● Task prompt:
Lines below that include "PgPool" are the answer; copy each one.

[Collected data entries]
=-=-=

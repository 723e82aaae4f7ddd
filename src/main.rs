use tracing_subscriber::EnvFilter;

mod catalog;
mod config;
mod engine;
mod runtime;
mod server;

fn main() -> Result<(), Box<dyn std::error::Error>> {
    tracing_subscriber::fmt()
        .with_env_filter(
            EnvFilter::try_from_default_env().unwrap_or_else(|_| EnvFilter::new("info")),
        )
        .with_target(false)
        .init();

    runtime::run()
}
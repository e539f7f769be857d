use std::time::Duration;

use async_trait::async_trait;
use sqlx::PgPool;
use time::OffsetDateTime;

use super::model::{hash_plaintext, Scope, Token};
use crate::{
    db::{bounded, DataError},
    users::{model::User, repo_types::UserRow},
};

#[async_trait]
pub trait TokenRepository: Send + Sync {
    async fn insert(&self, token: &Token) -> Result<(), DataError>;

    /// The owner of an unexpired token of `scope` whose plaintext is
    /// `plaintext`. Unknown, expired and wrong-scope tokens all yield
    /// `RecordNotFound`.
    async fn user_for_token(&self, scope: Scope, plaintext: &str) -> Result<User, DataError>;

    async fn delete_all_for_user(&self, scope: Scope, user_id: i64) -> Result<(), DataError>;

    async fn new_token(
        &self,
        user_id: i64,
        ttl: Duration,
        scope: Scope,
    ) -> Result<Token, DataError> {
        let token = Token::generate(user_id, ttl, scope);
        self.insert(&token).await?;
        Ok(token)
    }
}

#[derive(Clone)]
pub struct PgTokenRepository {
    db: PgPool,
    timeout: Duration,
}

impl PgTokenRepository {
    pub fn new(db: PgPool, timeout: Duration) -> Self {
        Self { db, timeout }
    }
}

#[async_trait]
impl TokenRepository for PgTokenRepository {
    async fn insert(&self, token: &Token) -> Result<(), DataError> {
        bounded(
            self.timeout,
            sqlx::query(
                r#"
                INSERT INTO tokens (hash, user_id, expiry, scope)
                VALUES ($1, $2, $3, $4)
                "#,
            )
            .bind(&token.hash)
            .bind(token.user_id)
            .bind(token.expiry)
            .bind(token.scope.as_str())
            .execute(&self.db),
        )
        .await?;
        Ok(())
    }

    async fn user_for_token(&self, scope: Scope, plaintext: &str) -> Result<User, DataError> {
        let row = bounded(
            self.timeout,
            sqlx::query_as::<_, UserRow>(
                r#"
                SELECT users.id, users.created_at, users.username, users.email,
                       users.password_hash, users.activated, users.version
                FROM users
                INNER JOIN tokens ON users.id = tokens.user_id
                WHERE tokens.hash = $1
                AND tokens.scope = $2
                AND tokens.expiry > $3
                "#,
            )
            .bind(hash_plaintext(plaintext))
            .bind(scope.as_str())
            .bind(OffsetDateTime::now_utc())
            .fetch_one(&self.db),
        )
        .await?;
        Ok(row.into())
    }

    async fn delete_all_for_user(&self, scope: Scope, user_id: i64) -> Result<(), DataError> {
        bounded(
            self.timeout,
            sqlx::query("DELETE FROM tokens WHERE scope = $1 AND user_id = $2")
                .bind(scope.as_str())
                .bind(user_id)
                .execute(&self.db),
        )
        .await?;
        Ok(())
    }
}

=-=-=

● Exercise answer:
use sqlx::PgPool;
    db: PgPool,
    pub fn new(db: PgPool, timeout: Duration) -> Self {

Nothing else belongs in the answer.